Although joint pain is the most common symptom, more severely involved patients may have respiratory, gastrointestinal, and neurological impairments (Qualman et al. 1987 ; Levade et al. 1995 ; Moser 1997 ). Symptomatology is strictly related to histopathological alterations arising early in life. Granulomatous nodular neoformations appear at muscular and osteocartilagineous levels and cause joint deformities (Moser 1997 ; Qualman et al. 1987 ).

Ceramide accumulation results from impaired ceramide hydrolysis due to loss of function mutations of the acid ceramidase gene (Koch et al. 1996 ). This leads to cellular alterations characterized by lysosomal inclusions containing lamellar and curvilinear membrane (Farber bodies) (Chen and Decker 1982 ; Abenoza and Sibley 1987 ). This process is followed by granulomatous reaction associated with the presence of infiltrating macrophages, lymphocytes, and fibroblasts (Tanaka et al. 1979 ; Burck et al. 1985 ; Van Echten Deckert et al. 1997 ).

Ceramide is a cell signaling molecule involved in a variety of biological effects in different cell types, including cell proliferation and differentiation, inflammation, and apoptosis (Testi 1996 ; Green and Reed 1998 ).

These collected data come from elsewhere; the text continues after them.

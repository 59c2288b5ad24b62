use std::collections::HashSet;
use std::fs::File;
use std::io::Write;
use std::path::Path;

use backbone_index::{TaxonIndex, build_index};
use backbone_match::{
    DefaultNameParser, MatchEngine, MatchQuery, Note, project, render_notes,
};
use backbone_types::{Classification, MatchType, Rank};
use zip::write::SimpleFileOptions;

const CHECKLIST: &str = "\
col:ID\tcol:parentID\tcol:status\tcol:rank\tcol:scientificName\tcol:authorship\tcol:specificEpithet\tcol:genericName\tcol:code\tcol:nameStatus\tcol:extinct
1\t\taccepted\tkingdom\tAnimalia\t\t\t\t\t\t
2\t1\taccepted\tphylum\tChordata\t\t\t\t\t\t
3\t2\taccepted\tclass\tMammalia\t\t\t\t\t\t
4\t3\taccepted\torder\tCarnivora\t\t\t\t\t\t
5\t4\taccepted\tfamily\tFelidae\tFischer, 1817\t\t\t\t\t
6\t5\taccepted\tgenus\tPuma\tJardine, 1834\t\tPuma\t\t\t
7\t6\taccepted\tspecies\tPuma concolor\t(Linnaeus, 1771)\tconcolor\tPuma\t\t\t
8\t7\tsynonym\tspecies\tFelis concolor\tLinnaeus, 1771\tconcolor\tFelis\t\t\t
20\t7\tsynonym\tspecies\tPanthera concolor\tGay, 1847\tconcolor\tPanthera\t\t\t
21\t7\tsynonym\tspecies\tPanthera concolor\tLoche, 1858\tconcolor\tPanthera\t\t\t
30\t2\taccepted\tclass\tAves\t\t\t\t\t\t
31\t30\taccepted\tgenus\tOenanthe\tVieillot, 1816\t\tOenanthe\t\t\t
33\t30\taccepted\tgenus\tDrupa\t\t\tDrupa\t\t\t
34\t3\taccepted\tgenus\tDrupa\t\t\tDrupa\t\t\t
10\t\taccepted\tkingdom\tPlantae\t\t\t\t\t\t
11\t10\taccepted\tfamily\tPinaceae\t\t\t\t\t\t
12\t11\taccepted\tgenus\tAbies\tMill.\t\tAbies\t\t\t
13\t12\taccepted\tspecies\tAbies alba\tMill.\talba\tAbies\t\t\t
32\t10\taccepted\tgenus\tOenanthe\tL.\t\tOenanthe\t\t\t
";

fn build_engine() -> (tempfile::TempDir, MatchEngine) {
    let dir = tempfile::tempdir().unwrap();
    let archive = write_archive(dir.path());
    let index_dir = dir.path().join("index");
    build_index(&archive, &index_dir, &DefaultNameParser).unwrap();
    let engine = MatchEngine::new(TaxonIndex::open(&index_dir).unwrap());
    (dir, engine)
}

fn write_archive(dir: &Path) -> std::path::PathBuf {
    let archive = dir.join("checklist.zip");
    let mut writer = zip::ZipWriter::new(File::create(&archive).unwrap());
    writer
        .start_file("NameUsage.tsv", SimpleFileOptions::default())
        .unwrap();
    writer.write_all(CHECKLIST.as_bytes()).unwrap();
    writer.finish().unwrap();
    archive
}

fn animal_query(name: &str) -> MatchQuery {
    MatchQuery {
        name: Some(name.to_string()),
        rank: Some(Rank::Species),
        classification: Classification {
            kingdom: Some("Animalia".into()),
            ..Classification::default()
        },
        ..MatchQuery::default()
    }
}

#[test]
fn exact_name_matches_with_full_confidence() {
    let (_dir, engine) = build_engine();
    let result = engine.match_usage(&animal_query("Puma concolor")).unwrap();
    assert_eq!(result.match_type, MatchType::Exact);
    assert_eq!(result.usage.as_ref().unwrap().id, "7");
    assert_eq!(result.confidence, 100);
}

#[test]
fn misspelled_name_matches_fuzzily() {
    let (_dir, engine) = build_engine();
    let result = engine.match_usage(&animal_query("Puma concolar")).unwrap();
    assert_eq!(result.match_type, MatchType::Fuzzy);
    assert_eq!(result.usage.as_ref().unwrap().id, "7");
    assert!(result.confidence >= 80 && result.confidence < 100);
}

#[test]
fn unknown_species_falls_back_to_its_genus() {
    let (_dir, engine) = build_engine();
    let query = MatchQuery {
        name: Some("Puma imaginaria".into()),
        ..MatchQuery::default()
    };
    let result = engine.match_usage(&query).unwrap();
    assert_eq!(result.match_type, MatchType::HigherRank);
    assert_eq!(result.usage.as_ref().unwrap().id, "6");
}

#[test]
fn strict_mode_never_falls_back() {
    let (_dir, engine) = build_engine();
    let query = MatchQuery {
        name: Some("Puma imaginaria".into()),
        strict: true,
        ..MatchQuery::default()
    };
    let result = engine.match_usage(&query).unwrap();
    assert_eq!(result.match_type, MatchType::None);
    assert!(result.usage.is_none());
}

#[test]
fn conflicting_kingdom_escalates_past_the_species() {
    let (_dir, engine) = build_engine();
    // Abies alba is a plant; an animal context must not match it
    let result = engine.match_usage(&animal_query("Abies alba")).unwrap();
    assert_ne!(
        result.usage.as_ref().map(|u| u.id.as_str()),
        Some("13"),
        "matched the conflicting species"
    );
    assert_eq!(result.match_type, MatchType::HigherRank);
    assert_eq!(result.usage.as_ref().unwrap().id, "1");
}

#[test]
fn agreeing_kingdom_matches_the_species() {
    let (_dir, engine) = build_engine();
    let query = MatchQuery {
        name: Some("Abies alba".into()),
        rank: Some(Rank::Species),
        classification: Classification {
            kingdom: Some("Plantae".into()),
            ..Classification::default()
        },
        ..MatchQuery::default()
    };
    let result = engine.match_usage(&query).unwrap();
    assert_eq!(result.match_type, MatchType::Exact);
    assert_eq!(result.usage.as_ref().unwrap().id, "13");
}

#[test]
fn usage_key_overrides_all_names() {
    let (_dir, engine) = build_engine();
    let query = MatchQuery {
        usage_key: Some("8".into()),
        name: Some("Puma concolor".into()),
        ..MatchQuery::default()
    };
    let result = engine.match_usage(&query).unwrap();
    assert_eq!(result.match_type, MatchType::Exact);
    assert_eq!(result.confidence, 100);
    assert_eq!(result.usage.as_ref().unwrap().id, "8");
    assert_eq!(
        render_notes(&result.notes).as_deref(),
        Some("All provided names were ignored since the usageKey was provided")
    );
}

#[test]
fn missing_usage_key_is_a_confident_no_match() {
    let (_dir, engine) = build_engine();
    let query = MatchQuery {
        usage_key: Some("404".into()),
        ..MatchQuery::default()
    };
    let result = engine.match_usage(&query).unwrap();
    assert_eq!(result.match_type, MatchType::None);
    assert_eq!(result.confidence, 100);
}

#[test]
fn empty_query_reports_no_name() {
    let (_dir, engine) = build_engine();
    let result = engine.match_usage(&MatchQuery::default()).unwrap();
    assert_eq!(result.match_type, MatchType::None);
    assert!(result.notes.contains(&Note::NoNameGiven));
}

#[test]
fn excluded_subtree_candidates_score_zero() {
    let (_dir, engine) = build_engine();
    let mut query = animal_query("Puma concolor");
    query.exclude = HashSet::from(["6".to_string()]);
    query.verbose = true;
    let result = engine.match_usage(&query).unwrap();
    assert_ne!(result.usage.as_ref().map(|u| u.id.as_str()), Some("7"));
    let excluded = result
        .alternatives
        .iter()
        .find(|c| c.usage.id == "7")
        .expect("excluded candidate reported as alternative");
    assert!(excluded.notes.contains(&Note::ExcludedBy("6".into())));
    assert_eq!(excluded.confidence, 0);
}

#[test]
fn bracket_authorship_rewards_agreeing_combination_authors() {
    let (_dir, engine) = build_engine();
    // the query cites the basionym authors, the usage carries them as plain
    // combination authors; the cross compare must reward the agreement
    let mut query = animal_query("Felis concolor (Linnaeus, 1771)");
    query.verbose = true;
    let result = engine.match_usage(&query).unwrap();
    assert_eq!(result.usage.as_ref().unwrap().id, "8");
    assert!(
        result.notes.contains(&Note::AuthorshipSimilarity(1)),
        "notes were {:?}",
        result.notes
    );
}

#[test]
fn synonym_homonyms_pick_the_lowest_id() {
    let (_dir, engine) = build_engine();
    // two synonyms of the same taxon share a name; the tie must resolve
    // deterministically and say so
    let result = engine
        .match_usage(&animal_query("Panthera concolor"))
        .unwrap();
    assert_eq!(result.match_type, MatchType::Exact);
    assert_eq!(result.usage.as_ref().unwrap().id, "20");
    assert!(
        result.notes.contains(&Note::SynonymHomonyms(2)),
        "notes were {:?}",
        result.notes
    );
}

#[test]
fn cross_kingdom_homonyms_match_nothing() {
    let (_dir, engine) = build_engine();
    // the bird and the plant genus share nothing, not even a kingdom
    let result = engine
        .match_usage(&MatchQuery {
            name: Some("Oenanthe".into()),
            ..MatchQuery::default()
        })
        .unwrap();
    assert_eq!(result.match_type, MatchType::None);
    assert!(result.usage.is_none());
    assert!(
        result
            .notes
            .contains(&Note::NoLowestDenominator("Oenanthe".into())),
        "notes were {:?}",
        result.notes
    );
}

#[test]
fn class_spanning_homonyms_resolve_to_the_shared_phylum() {
    let (_dir, engine) = build_engine();
    let result = engine
        .match_usage(&MatchQuery {
            name: Some("Drupa".into()),
            ..MatchQuery::default()
        })
        .unwrap();
    assert_eq!(result.match_type, MatchType::HigherRank);
    assert_eq!(result.usage.as_ref().unwrap().id, "2");
    assert_eq!(result.confidence, 92);
}

#[test]
fn weak_ambiguous_cluster_escalates_instead_of_resolving() {
    let (_dir, engine) = build_engine();
    // a contradicted kingdom drags both homonyms far below acceptance; their
    // shared phylum must not come back, the kingdom itself must
    let result = engine
        .match_usage(&MatchQuery {
            name: Some("Drupa".into()),
            classification: Classification {
                kingdom: Some("Plantae".into()),
                ..Classification::default()
            },
            ..MatchQuery::default()
        })
        .unwrap();
    assert_eq!(result.match_type, MatchType::HigherRank);
    assert_eq!(result.usage.as_ref().unwrap().id, "10");
}

#[test]
fn verbose_match_carries_score_breakdown() {
    let (_dir, engine) = build_engine();
    let mut query = animal_query("Puma concolor");
    query.verbose = true;
    let result = engine.match_usage(&query).unwrap();
    let note = render_notes(&result.notes).unwrap();
    assert!(note.starts_with("Similarity: name="), "note was {note}");
    assert!(note.contains("score="), "note was {note}");
}

#[test]
fn synonym_projection_resolves_the_accepted_usage() {
    let (_dir, engine) = build_engine();
    let query = MatchQuery {
        usage_key: Some("8".into()),
        ..MatchQuery::default()
    };
    let result = engine.match_usage(&query).unwrap();
    let projected = project(engine.index(), &result).unwrap();
    assert!(projected.synonym);
    assert_eq!(projected.usage.as_ref().unwrap().id, "8");
    assert_eq!(
        projected.usage.as_ref().unwrap().label_html,
        "<i>Felis concolor</i> Linnaeus, 1771"
    );
    assert_eq!(projected.accepted_usage.as_ref().unwrap().id, "7");

    let names: Vec<&str> = projected
        .classification
        .iter()
        .map(|r| r.scientific_name.as_str())
        .collect();
    assert_eq!(
        names,
        vec![
            "Animalia",
            "Chordata",
            "Mammalia",
            "Carnivora",
            "Felidae",
            "Puma",
            "Puma concolor"
        ]
    );
    assert_eq!(projected.diagnostics.match_type, MatchType::Exact);
    assert_eq!(projected.diagnostics.confidence, 100);
}

#[test]
fn lowercase_garbage_input_stays_strict() {
    let (_dir, engine) = build_engine();
    // verbatim term still hits, but nothing fuzzy and no fallback
    let result = engine
        .match_usage(&MatchQuery {
            name: Some("puma concolor".into()),
            ..MatchQuery::default()
        })
        .unwrap();
    assert_eq!(result.match_type, MatchType::Exact);
    assert_eq!(result.usage.as_ref().unwrap().id, "7");

    let miss = engine
        .match_usage(&MatchQuery {
            name: Some("puma concolar".into()),
            ..MatchQuery::default()
        })
        .unwrap();
    assert_eq!(miss.match_type, MatchType::None);
}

Recently, it has been shown that, during the apoptotic process, ceramide is recruited to the ganglioside pathway and converted into GD3 ganglioside by a GD3 synthase (De Maria et al. 1997 ). Accumulation of GD3 ganglioside is responsible for the generation of apoptotic signals in a caspase-dependent or -independent manner (De Maria et al. 1997 ). Moreover, cell-permeable exogenous ceramide has been demonstrated to induce caspase-3 (CPP32/yama/apopain) activation (Tepper et al. 1997 ; Anjum et al. 1998 ; Genestier et al. 1998 ).

Caspase-3 is one of the most specific proteases involved in the apoptosis mechanism (Patel et al. 1996 ). Caspases are initially produced as inactive precursors, which are activated after cleavage of inactive pro-enzymes into heterotetrameric subunits to initiate the proteolytic cascade (Schwartz 1998 ; Thornberry and Lazebnik 1998 ). Caspase-3 is activated early during apoptosis, and the activated form is a marker of cells undergoing apoptosis (Ballou et al. 1996 ; Schwartz 1998 ). Furthermore, keratins, in particular K18, a major component of intermediate filaments of epithelial cells, have been shown to be a target of caspases at the early phases of apoptosis (Caulin et al. 1997 ).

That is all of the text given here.